In August 1998, shortly after the Al Qaeda bombings of two U.S. embassies in East Africa, Osama Bin Laden was interviewed by Agence France Press.  In grandiose but concise terms, he described his own rise to power in the early 1980s, during the years of the Soviet occupation of Afghanistan. “To counter these atheist Russians, the Saudis chose me as their representative in Afghanistan,” he said. “I settled in Pakistan in the Afghan border region. There I received volunteers who came from the Saudi kingdom and from all over the Arab and Muslim countries. I set up my first camp where these volunteers were trained by Pakistani and American officers. The weapons were supplied by the Americans, the money by the Saudis. I discovered that it was not enough to fight in Afghanistan, but that we had to fight on all fronts, communist or western oppression.”

In spite of its self-serving message and self-aggrandizing tone, the basic facts of Bin Laden’s account are not inaccurate. The terrorist organization that would one day launch the most devastating attacks ever to take place on American soil owes its existence, in large part, to U.S. covert operations and U.S. allies. At its inception, Al Qaeda was trained and supported by Pakistani agents, funded by Saudi sympathizers, and supplied by the CIA.

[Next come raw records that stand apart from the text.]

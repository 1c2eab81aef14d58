//! Fixed-point money in integer minor units
//!
//! Balances and amounts are `i64` counts of minor units (cents). Decimal or
//! float quantities are converted exactly once, at the engine's public
//! boundary, rounding half away from zero to two places.

use crate::error::{LedgerError, Result};
use rust_decimal::prelude::{FromPrimitive, ToPrimitive};
use rust_decimal::{Decimal, RoundingStrategy};
use serde::{Deserialize, Serialize};
use std::fmt;

/// Minor units per major unit
pub const MINOR_UNITS_PER_MAJOR: i64 = 100;

/// Decimal places carried by a minor unit
pub const SCALE: u32 = 2;

/// Signed amount of money in minor units
#[derive(
    Debug, Clone, Copy, Default, PartialEq, Eq, PartialOrd, Ord, Hash, Serialize, Deserialize,
    sqlx::Type,
)]
#[serde(transparent)]
#[sqlx(transparent)]
pub struct Money(i64);

impl Money {
    /// Zero
    pub const ZERO: Money = Money(0);

    /// From a raw minor-unit count
    pub const fn from_minor(minor: i64) -> Self {
        Money(minor)
    }

    /// Raw minor-unit count
    pub const fn minor(self) -> i64 {
        self.0
    }

    /// Convert a decimal quantity of major units
    pub fn from_decimal(amount: Decimal) -> Result<Self> {
        let rounded = amount.round_dp_with_strategy(SCALE, RoundingStrategy::MidpointAwayFromZero);
        rounded
            .checked_mul(Decimal::from(MINOR_UNITS_PER_MAJOR))
            .and_then(|scaled| scaled.to_i64())
            .map(Money)
            .ok_or_else(|| LedgerError::InvalidAmount(format!("{} is out of range", amount)))
    }

    /// Convert a float quantity of major units, going through `Decimal` so
    /// that `0.29` becomes 29 minor units instead of truncating to 28.
    pub fn from_f64(amount: f64) -> Result<Self> {
        let decimal = Decimal::from_f64(amount)
            .ok_or_else(|| LedgerError::InvalidAmount(format!("{} is not a finite amount", amount)))?;
        Self::from_decimal(decimal)
    }

    /// Exact decimal value in major units
    pub fn to_decimal(self) -> Decimal {
        Decimal::new(self.0, SCALE)
    }

    /// True when strictly greater than zero
    pub fn is_positive(self) -> bool {
        self.0 > 0
    }

    /// True when below zero
    pub fn is_negative(self) -> bool {
        self.0 < 0
    }

    pub fn checked_add(self, other: Money) -> Option<Money> {
        self.0.checked_add(other.0).map(Money)
    }

    pub fn checked_sub(self, other: Money) -> Option<Money> {
        self.0.checked_sub(other.0).map(Money)
    }

    pub fn checked_neg(self) -> Option<Money> {
        self.0.checked_neg().map(Money)
    }

    /// Amount accepted by a mutation: strictly positive
    pub fn positive_amount(amount: Decimal) -> Result<Self> {
        let money = Self::from_decimal(amount)?;
        if !money.is_positive() {
            return Err(LedgerError::InvalidAmount(format!(
                "amount must be positive, got {}",
                amount
            )));
        }
        Ok(money)
    }
}

impl fmt::Display for Money {
    fn fmt(&self, f: &mut fmt::Formatter<'_>) -> fmt::Result {
        write!(f, "{}", self.to_decimal())
    }
}

impl From<Money> for Decimal {
    fn from(money: Money) -> Self {
        money.to_decimal()
    }
}

#[cfg(test)]
mod tests {
    use super::*;
    use rust_decimal_macros::dec;

    #[test]
    fn test_decimal_round_trip() {
        let money = Money::from_decimal(dec!(200.50)).unwrap();
        assert_eq!(money.minor(), 20_050);
        assert_eq!(money.to_decimal(), dec!(200.50));
        assert_eq!(money.to_string(), "200.50");
    }

    #[test]
    fn test_rounds_half_away_from_zero() {
        assert_eq!(Money::from_decimal(dec!(0.005)).unwrap().minor(), 1);
        assert_eq!(Money::from_decimal(dec!(0.004)).unwrap().minor(), 0);
        assert_eq!(Money::from_decimal(dec!(-0.005)).unwrap().minor(), -1);
        assert_eq!(Money::from_decimal(dec!(1.235)).unwrap().minor(), 124);
    }

    #[test]
    fn test_float_boundary_does_not_truncate() {
        // 0.29 * 100.0 == 28.999999999999996 in binary floating point
        assert_eq!(Money::from_f64(0.29).unwrap().minor(), 29);
        assert_eq!(Money::from_f64(75.25).unwrap().minor(), 7_525);
        assert!(Money::from_f64(f64::NAN).is_err());
        assert!(Money::from_f64(f64::INFINITY).is_err());
    }

    #[test]
    fn test_out_of_range_is_rejected() {
        let huge = Decimal::from(i64::MAX);
        assert!(matches!(
            Money::from_decimal(huge),
            Err(LedgerError::InvalidAmount(_))
        ));
    }

    #[test]
    fn test_positive_amount() {
        assert!(Money::positive_amount(dec!(0.01)).is_ok());
        assert!(Money::positive_amount(dec!(0)).is_err());
        assert!(Money::positive_amount(dec!(-5)).is_err());
        // rounds to zero
        assert!(Money::positive_amount(dec!(0.001)).is_err());
    }

    #[test]
    fn test_checked_arithmetic() {
        let a = Money::from_minor(i64::MAX);
        assert!(a.checked_add(Money::from_minor(1)).is_none());
        assert_eq!(
            Money::from_minor(5).checked_sub(Money::from_minor(7)),
            Some(Money::from_minor(-2))
        );
        assert!(Money::from_minor(i64::MIN).checked_neg().is_none());
    }

    #[test]
    fn test_serializes_as_minor_units() {
        let json = serde_json::to_string(&Money::from_minor(12_550)).unwrap();
        assert_eq!(json, "12550");
        let back: Money = serde_json::from_str(&json).unwrap();
        assert_eq!(back, Money::from_minor(12_550));
    }
}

Later, when Bin Laden turned his sights on the United States, the CIA’s former friend in Afghanistan became its enemy. But the strategic and financial support provided by Pakistan and Saudi Arabia continued, right up to the moment of the 9/11 attacks. Without these two countries—and especially their powerful intelligence services—the attacks could not have taken place. Attacks of this magnitude required money, and they required a friendly regime in Afghanistan to provide a training base; these were supplied courtesy of our “allies” in the region. Their support for Al Qaeda continued over nearly two decades, with little intervention from the United States beforehand, and few consequences after the fact.
Osama bin Laden in happier days, when he was on the US CIA payrollOsama bin Laden in happier days, when he was on the US CIA payroll

How the CIA and the Pakistani Secret Service Launched Al Qaeda

After the attacks of September 11, 2001, the trail of the terrorists quickly led back to Afghanistan, where Al Qaeda maintained its camps under the protection of the Taliban regime. But in reality, the trail leads further back into Afghan history, to the final decade of the Cold War, when the Soviet Union perceived a threat on its southern border and made the disastrous decision to invade and occupy Afghanistan.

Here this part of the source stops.